Background Few studies have measured the burden of adult pneumococcal disease after the introduction of 13-valent pneumococcal conjugate vaccine (PCV13) into the US infant vaccination schedule. Further, most data regarding pneumococcal serotypes are derived from invasive pneumococcal disease (IPD), which represents only a fraction of all adult pneumococcal disease burden. Understanding which pneumococcal serotypes cause pneumonia in adults is critical for informing current immunization policy. The objective of this study was to measure the proportion of radiographically-confirmed (CXR+) community-acquired pneumonia (CAP) caused by PCV13 serotypes in hospitalized US adults.

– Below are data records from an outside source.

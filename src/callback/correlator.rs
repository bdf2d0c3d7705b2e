//! Callback dispatch pipeline.

use std::any::Any;
use std::fmt;
use std::panic::AssertUnwindSafe;
use std::sync::Arc;

use chrono::Utc;
use futures::FutureExt;
use tokio::sync::broadcast;
use tracing::{debug, error, warn};

use super::registry::{CallbackRegistry, Route};
use super::{signature, CallbackEvent};
use crate::error::{Error, ValidationError};
use crate::schema::responses::decode_callback;
use crate::task::TaskStatus;
use crate::tasks::TaskCache;

const ERROR_CHANNEL_CAPACITY: usize = 64;

/// A callback that could not be processed.
#[derive(Debug, Clone, PartialEq, Eq, thiserror::Error)]
pub enum DispatchError {
    /// The signature was missing or wrong.
    #[error("callback signature rejected: {0}")]
    Signature(String),

    /// The body was not a valid task payload.
    #[error("invalid callback payload: {0}")]
    InvalidPayload(ValidationError),

    /// The handler returned an error.
    #[error("handler for task {task_id} failed: {message}")]
    HandlerFailed {
        /// Task the event was for.
        task_id: String,
        /// Error reported by the handler.
        message: String,
    },

    /// The handler panicked.
    #[error("handler for task {task_id} panicked: {message}")]
    HandlerPanicked {
        /// Task the event was for.
        task_id: String,
        /// Panic payload, if it was a string.
        message: String,
    },
}

/// Result of dispatching one callback.
#[derive(Debug, Clone, PartialEq, Eq)]
pub enum DispatchOutcome {
    /// The handler ran and succeeded.
    Delivered {
        /// Task the event was for.
        task_id: String,
        /// Status after the transition.
        status: TaskStatus,
        /// Route that matched.
        route: Route,
    },
    /// The status was already delivered, or the event is older than the
    /// cached status; no handler ran.
    Duplicate {
        /// Task the event was for.
        task_id: String,
    },
    /// No registration matched; the event was dropped.
    Unrouted {
        /// Task the event was for.
        task_id: String,
    },
    /// The callback failed verification or validation; no handler ran.
    Rejected(DispatchError),
    /// The handler failed or panicked.
    HandlerFailed(DispatchError),
}

impl DispatchOutcome {
    /// Returns `true` if a handler processed the event successfully.
    pub fn is_delivered(&self) -> bool {
        matches!(self, Self::Delivered { .. })
    }
}

/// Turns raw callback bodies into handler invocations.
///
/// Processing never returns an error to the caller. Rejections and handler
/// failures are logged and published to every receiver obtained from
/// [`subscribe`](Self::subscribe).
pub struct CallbackCorrelator {
    registry: Arc<CallbackRegistry>,
    cache: Arc<TaskCache>,
    secret: Option<Vec<u8>>,
    errors: broadcast::Sender<DispatchError>,
}

impl fmt::Debug for CallbackCorrelator {
    fn fmt(&self, f: &mut fmt::Formatter<'_>) -> fmt::Result {
        f.debug_struct("CallbackCorrelator")
            .field("registry", &self.registry)
            .field("signed", &self.secret.is_some())
            .finish_non_exhaustive()
    }
}

impl CallbackCorrelator {
    /// Creates a correlator. With a `secret`, every callback must carry a
    /// valid signature.
    pub fn new(
        registry: Arc<CallbackRegistry>,
        cache: Arc<TaskCache>,
        secret: Option<String>,
    ) -> Self {
        let (errors, _) = broadcast::channel(ERROR_CHANNEL_CAPACITY);
        Self {
            registry,
            cache,
            secret: secret.map(String::into_bytes),
            errors,
        }
    }

    /// Registry handlers are looked up in.
    pub fn registry(&self) -> &Arc<CallbackRegistry> {
        &self.registry
    }

    /// Receives every rejection and handler failure from now on.
    pub fn subscribe(&self) -> broadcast::Receiver<DispatchError> {
        self.errors.subscribe()
    }

    /// Dispatches an unsigned callback body.
    pub async fn dispatch(&self, raw: &[u8]) -> DispatchOutcome {
        self.dispatch_signed(raw, None).await
    }

    /// Dispatches a callback body with the value of its signature header.
    pub async fn dispatch_signed(&self, raw: &[u8], signature: Option<&str>) -> DispatchOutcome {
        if let Some(secret) = &self.secret {
            match signature::verify(secret, raw, signature) {
                Ok(()) => {},
                Err(Error::Signature(reason)) => return self.reject(DispatchError::Signature(reason)),
                Err(other) => return self.reject(DispatchError::Signature(other.to_string())),
            }
        }

        let payload = match decode_callback(raw) {
            Ok(payload) => payload,
            Err(e) => return self.reject(DispatchError::InvalidPayload(e)),
        };
        let task_id = payload.task_id.clone().unwrap_or_default();
        let external_task_id = payload
            .task_info
            .as_ref()
            .and_then(|info| info.external_task_id.clone());

        let Some((route, handler)) = self.registry.lookup(&task_id, external_task_id.as_deref())
        else {
            warn!(
                task_id = %task_id,
                external_task_id = external_task_id.as_deref().unwrap_or(""),
                "dropping callback with no registered handler"
            );
            return DispatchOutcome::Unrouted { task_id };
        };

        let task = match payload.into_task(None, Utc::now()) {
            Ok(task) => task,
            Err(e) => return self.reject(DispatchError::InvalidPayload(e)),
        };
        let (observation, merged, deliver) = self.cache.observe_for_delivery(task);
        if !deliver {
            debug!(task_id = %task_id, ?observation, "ignoring repeated callback");
            return DispatchOutcome::Duplicate { task_id };
        }

        let status = merged.status;
        let event = CallbackEvent {
            task: merged,
            observation,
            route: route.clone(),
            received_at: Utc::now(),
        };
        match AssertUnwindSafe(handler.handle(event)).catch_unwind().await {
            Ok(Ok(())) => {
                debug!(task_id = %task_id, %status, %route, "callback delivered");
                DispatchOutcome::Delivered {
                    task_id,
                    status,
                    route,
                }
            },
            Ok(Err(e)) => self.handler_failed(DispatchError::HandlerFailed {
                task_id,
                message: e.to_string(),
            }),
            Err(panic) => self.handler_failed(DispatchError::HandlerPanicked {
                task_id,
                message: panic_message(&*panic),
            }),
        }
    }

    fn reject(&self, err: DispatchError) -> DispatchOutcome {
        warn!(error = %err, "callback rejected");
        let _ = self.errors.send(err.clone());
        DispatchOutcome::Rejected(err)
    }

    fn handler_failed(&self, err: DispatchError) -> DispatchOutcome {
        error!(error = %err, "callback handler failed");
        let _ = self.errors.send(err.clone());
        DispatchOutcome::HandlerFailed(err)
    }
}

fn panic_message(payload: &(dyn Any + Send)) -> String {
    if let Some(s) = payload.downcast_ref::<&str>() {
        (*s).to_string()
    } else if let Some(s) = payload.downcast_ref::<String>() {
        s.clone()
    } else {
        "non-string panic payload".to_string()
    }
}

Methods This observational, prospective surveillance study recruited hospitalized adults aged ≥18 years from 21 acute care hospitals across 10 geographically-dispersed cities in the United States between October 2013 and September 2016. Clinical and demographic data were collected during hospitalization. Vital status was ascertained 30 days after enrollment. Pneumococcal serotypes were detected via culture from the respiratory tract and normally-sterile sites (including blood and pleural fluid). Additionally, a novel, Luminex-based serotype-specific urinary antigen detection (UAD) assay was used to detect serotypes included in PCV13. Results Of 15,572 enrolled participants, 12,055 eligible patients with CXR+CAP were included in the final analysis population. Mean age was 64.1 years and 52.7% were aged ≥65 years. Common comorbidities included chronic obstructive pulmonary disease (43.0%) and diabetes mellitus (28.6%). PCV13 serotypes were detected in 552/12,055 (4.6%) of all patients and 265/6347 (4.2%) of those aged ≥65 years. Among patients aged 18–64 years PCV13 serotypes were detected in 3.8–5.3% of patients depending on their risk status. Conclusions After implementation of a pneumococcal conjugate vaccination program in US children, and despite the herd protection observed in US adults, a persistent burden of PCV13-type CAP remains in this population.